*EXERCISE DIRECTIONS*
Transcribe, word for word and without additions, each line below from the one containing "let mut upstream_open = true;" through the one containing "if self.tcb.is_finished() &&", both ends included.

##### RECORDS TO USE

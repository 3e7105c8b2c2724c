//! Common helpers for integration tests.
#![allow(dead_code)]

use async_trait::async_trait;
use chrono::{DateTime, Duration as ChronoDuration, TimeZone, Utc};
use feedsync::{
    Cursor, FeedConfig, FeedError, FeedSource, FetchOutcome, Inbound, InboundStream, Item,
    ReconnectionConfig, Tier, TierSet,
};
use futures_util::{stream, StreamExt};
use std::collections::VecDeque;
use std::net::SocketAddr;
use std::sync::{Arc, Mutex};
use std::time::Duration;
use tokio::sync::mpsc;
use tokio::time::Instant;
use tracing_subscriber::EnvFilter;

pub fn init_tracing() {
    let _ = tracing_subscriber::fmt()
        .with_env_filter(
            EnvFilter::from_default_env().add_directive("feedsync=debug".parse().unwrap()),
        )
        .with_test_writer()
        .try_init();
}

/// 2024-03-01T08:00:00Z, the reference instant for test items.
pub fn base_time() -> DateTime<Utc> {
    Utc.with_ymd_and_hms(2024, 3, 1, 8, 0, 0).unwrap()
}

/// Item published `minutes` after [`base_time`] (negative for older).
pub fn item(id: &str, minutes: i64) -> Item {
    Item::new(id, base_time() + ChronoDuration::minutes(minutes)).with_field("title", id)
}

pub fn cursor_at(minutes: i64) -> Cursor {
    Cursor::new(base_time() + ChronoDuration::minutes(minutes))
}

/// Defaults with jitter off so retry delays are exact.
pub fn test_config() -> FeedConfig {
    FeedConfig {
        reconnection: ReconnectionConfig {
            jitter: 0.0,
            ..ReconnectionConfig::default()
        },
        ..FeedConfig::default()
    }
}

/// An open subscription handed to the test; send on `tx` to feed the session,
/// drop it to end the stream.
pub struct Subscription {
    pub tier: Tier,
    pub cursor: Cursor,
    pub tx: mpsc::UnboundedSender<Result<Inbound, FeedError>>,
}

impl Subscription {
    pub fn send(&self, inbound: Inbound) {
        let _ = self.tx.send(Ok(inbound));
    }

    pub fn fail(&self, err: FeedError) {
        let _ = self.tx.send(Err(err));
    }
}

#[derive(Default)]
struct Script {
    polls: VecDeque<Result<FetchOutcome, FeedError>>,
    pages: VecDeque<(Duration, Vec<Item>)>,
    poll_cursors: Vec<Cursor>,
    poll_times: Vec<Instant>,
    poll_revisions: Vec<Option<String>>,
    page_cursors: Vec<Cursor>,
}

/// In-memory [`FeedSource`]. Polls and pages are answered from queues (an empty poll
/// queue answers `NotModified`, an empty page queue an empty page); subscriptions
/// are handed to the test through [`ScriptedSource::subscriptions`].
#[derive(Clone)]
pub struct ScriptedSource {
    script: Arc<Mutex<Script>>,
    tiers: TierSet,
    subscriptions: mpsc::UnboundedSender<Subscription>,
}

impl ScriptedSource {
    pub fn new(tiers: TierSet) -> (Self, mpsc::UnboundedReceiver<Subscription>) {
        let (tx, rx) = mpsc::unbounded_channel();
        (
            Self {
                script: Arc::default(),
                tiers,
                subscriptions: tx,
            },
            rx,
        )
    }

    pub fn push_poll(&self, outcome: Result<FetchOutcome, FeedError>) {
        self.script.lock().unwrap().polls.push_back(outcome);
    }

    pub fn push_items(&self, items: Vec<Item>) {
        self.push_poll(Ok(FetchOutcome::Items {
            items,
            revision: None,
        }));
    }

    pub fn push_page(&self, items: Vec<Item>) {
        self.push_page_after(Duration::ZERO, items);
    }

    /// A page answered only after `delay`.
    pub fn push_page_after(&self, delay: Duration, items: Vec<Item>) {
        self.script.lock().unwrap().pages.push_back((delay, items));
    }

    pub fn poll_cursors(&self) -> Vec<Cursor> {
        self.script.lock().unwrap().poll_cursors.clone()
    }

    /// When each poll was issued, on tokio's clock.
    pub fn poll_times(&self) -> Vec<Instant> {
        self.script.lock().unwrap().poll_times.clone()
    }

    pub fn poll_revisions(&self) -> Vec<Option<String>> {
        self.script.lock().unwrap().poll_revisions.clone()
    }

    pub fn page_cursors(&self) -> Vec<Cursor> {
        self.script.lock().unwrap().page_cursors.clone()
    }
}

#[async_trait]
impl FeedSource for ScriptedSource {
    async fn fetch_after(
        &self,
        cursor: Cursor,
        _limit: usize,
        revision: Option<String>,
    ) -> Result<FetchOutcome, FeedError> {
        let mut script = self.script.lock().unwrap();
        script.poll_cursors.push(cursor);
        script.poll_times.push(Instant::now());
        script.poll_revisions.push(revision);
        script
            .polls
            .pop_front()
            .unwrap_or(Ok(FetchOutcome::NotModified))
    }

    async fn fetch_before(&self, cursor: Cursor, _limit: usize) -> Result<Vec<Item>, FeedError> {
        let (delay, items) = {
            let mut script = self.script.lock().unwrap();
            script.page_cursors.push(cursor);
            script.pages.pop_front().unwrap_or_default()
        };
        if !delay.is_zero() {
            tokio::time::sleep(delay).await;
        }
        Ok(items)
    }

    fn tiers(&self) -> TierSet {
        self.tiers
    }

    async fn subscribe(&self, tier: Tier, cursor: Cursor) -> Result<InboundStream, FeedError> {
        let (tx, rx) = mpsc::unbounded_channel();
        self.subscriptions
            .send(Subscription { tier, cursor, tx })
            .map_err(|_| FeedError::Closed)?;
        let inbound = stream::unfold(rx, |mut rx| async move {
            rx.recv().await.map(|next| (next, rx))
        });
        Ok(inbound.boxed())
    }
}

/// Serve `app` on an ephemeral localhost port.
pub async fn serve(app: axum::Router) -> SocketAddr {
    let listener = tokio::net::TcpListener::bind("127.0.0.1:0")
        .await
        .expect("bind");
    let addr = listener.local_addr().expect("local addr");
    tokio::spawn(async move {
        axum::serve(listener, app).await.expect("serve");
    });
    addr
}
impl TcpFlow {
    async fn run(mut self) {
        if let Err(err) = self.drive().await {
            trace!(?err, "Flow stopped");
            self.state = TcpState::Reset;
        }
        if self.state == TcpState::Reset {
            self.cancel.cancel();
        }
        self.shared.tcp_flows.remove(&self.key, self.id);
        debug!(state = ?self.state, "TCP flow finished");
    }

    async fn drive(&mut self) -> crate::Result<()> {
        self.transmit(TcpFlags::syn_ack(), &[]).await?;

        let connector = self.shared.connector.clone();
        let destination = SocketAddr::V4(self.key.dst);
        let connect = async move { connector.connect(destination).await };
        tokio::pin!(connect);

        let mut early = Vec::new();
        let stream = loop {
            tokio::select! {
                _ = self.cancel.cancelled() => return self.abort().await,
                connected = &mut connect => match connected {
                    Ok(stream) => break stream,
                    Err(err) => {
                        debug!(?err, "Upstream dial failed");
                        return self.abort().await;
                    }
                },
                segment = self.rx.recv() => {
                    let Some(segment) = segment else {
                        return self.abort().await;
                    };
                    let outcome = self.tcb.on_segment(&segment);
                    if outcome.reset {
                        self.state = TcpState::Reset;
                        return Ok(());
                    }
                    if let Some(range) = outcome.deliver {
                        if early.len() + range.len() > MAX_EARLY_DATA {
                            debug!("Too much data before the proxy connected");
                            return self.abort().await;
                        }
                        early.extend_from_slice(&segment.payload[range]);
                    }
                    self.respond(outcome.respond).await?;
                }
            }
        };

        self.state = TcpState::Established;
        trace!("Upstream connected");

        let (mut reader, writer) = stream.into_split();
        let (upstream_tx, upstream_rx) = mpsc::channel(UPSTREAM_QUEUE);
        self.shared.tracker.spawn(
            write_upstream(
                writer,
                upstream_rx,
                self.shared.config.proxy.write_timeout,
                self.cancel.clone(),
            )
            .in_current_span(),
        );

        let mut upstream_tx = Some(upstream_tx);
        // client bytes waiting for room in the upstream queue; nothing more is accepted
        // until they are handed off, so the client's own window holds the rest
        let mut pending = (!early.is_empty()).then_some(early);

        let idle = self.shared.config.tcp_idle_timeout;
        let close_timeout = self.shared.config.tcp_close_timeout;
        let mut last_activity = Instant::now();
        let mut closing_since: Option<Instant> = None;
        let mut upstream_open = true;
        let mut buf = vec![0; usize::from(self.tcb.mss)];

        loop {
            if self.tcb.fin_received && pending.is_none() && upstream_tx.is_some() {
                // half-close once the last client bytes are queued
                self.state = TcpState::Closing;
                upstream_tx = None;
            }
            if self.tcb.is_finished() && pending.is_none() {
                self.state = TcpState::Closed;
                return Ok(());
            }
            if self.tcb.fin_received && self.tcb.fin_sent && closing_since.is_none() {
                closing_since = Some(Instant::now());
            }
            let deadline = match closing_since {
                Some(since) => since + close_timeout,
                None => last_activity + idle,
            };
            let window = self.tcb.send_window().min(buf.len());

            tokio::select! {
                _ = self.cancel.cancelled() => return self.abort().await,
                _ = sleep_until(deadline) => {
                    if closing_since.is_some() {
                        debug!("Close timed out");
                        self.state = TcpState::Closed;
                        return Ok(());
                    }
                    debug!(?idle, "Idle timeout");
                    return self.abort().await;
                }
                permit = reserve(&upstream_tx), if pending.is_some() => match permit {
                    Some(permit) => {
                        if let Some(data) = pending.take() {
                            permit.send(data);
                        }
                    }
                    // the writer failed and cancelled the flow
                    None => return self.abort().await,
                },
                segment = self.rx.recv() => {
                    let Some(segment) = segment else {
                        return self.abort().await;
                    };
                    last_activity = Instant::now();
                    let segment = if pending.is_some() {
                        segment.without_data()
                    } else {
                        segment
                    };
                    let outcome = self.tcb.on_segment(&segment);
                    if outcome.reset {
                        trace!("Client reset");
                        self.state = TcpState::Reset;
                        return Ok(());
                    }
                    if let Some(range) = outcome.deliver {
                        if upstream_tx.is_some() {
                            pending = Some(segment.payload[range].to_vec());
                        }
                    }
                    if outcome.fin {
                        trace!("Client finished sending");
                    }
                    self.respond(outcome.respond).await?;
                }
                read = reader.read(&mut buf[..window]), if upstream_open && window > 0 => match read {
                    Ok(0) => {
                        trace!("Upstream finished sending");
                        upstream_open = false;
                        self.transmit(TcpFlags::fin_ack(), &[]).await?;
                        self.tcb.on_fin_sent();
                        self.state = TcpState::Closing;
                    }
                    Ok(n) => {
                        last_activity = Instant::now();
                        self.transmit(TcpFlags::psh_ack(), &buf[..n]).await?;
                        self.tcb.on_send(n);
                    }
                    Err(err) => {
                        debug!(?err, "Upstream read failed");
                        return self.abort().await;
                    }
                },
            }
        }
    }

    /// Resets the client side unless the whole engine is going away.
    async fn abort(&mut self) -> crate::Result<()> {
        self.state = TcpState::Reset;
        if self.shared.shutdown.is_cancelled() {
            return Ok(());
        }
        self.transmit(TcpFlags::rst_ack(), &[]).await
    }

    async fn respond(&mut self, response: Option<Response>) -> crate::Result<()> {
        match response {
            Some(Response::Ack) => self.transmit(TcpFlags::ack_only(), &[]).await,
            Some(Response::SynAck) => self.transmit(TcpFlags::syn_ack(), &[]).await,
            None => Ok(()),
        }
    }

    async fn transmit(&mut self, flags: TcpFlags, payload: &[u8]) -> crate::Result<()> {
        let seq = if flags.syn {
            self.tcb.iss
        } else {
            self.tcb.snd_nxt
        };
        let mut buf = self.shared.pool.checkout();
        build_tcp_packet(
            &OutboundTcp {
                src: self.key.dst,
                dst: self.key.src,
                seq,
                ack: self.tcb.rcv_nxt,
                flags,
                window: RECEIVE_WINDOW,
                mss: Some(self.tcb.mss),
                payload,
            },
            self.shared.next_ip_id(),
            buf.as_mut_vec(),
        );
        trace!(%flags, seq, ack = self.tcb.rcv_nxt, len = payload.len(), "Sending segment");
        self.shared.queue.enqueue(OutboundPacket::Tcp(buf)).await
    }
}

##########

*REPLY*
        let mut upstream_open = true;
        let mut buf = vec![0; usize::from(self.tcb.mss)];

        loop {
            if self.tcb.fin_received && pending.is_none() && upstream_tx.is_some() {
                // half-close once the last client bytes are queued
                self.state = TcpState::Closing;
                upstream_tx = None;
            }
            if self.tcb.is_finished() && pending.is_none() {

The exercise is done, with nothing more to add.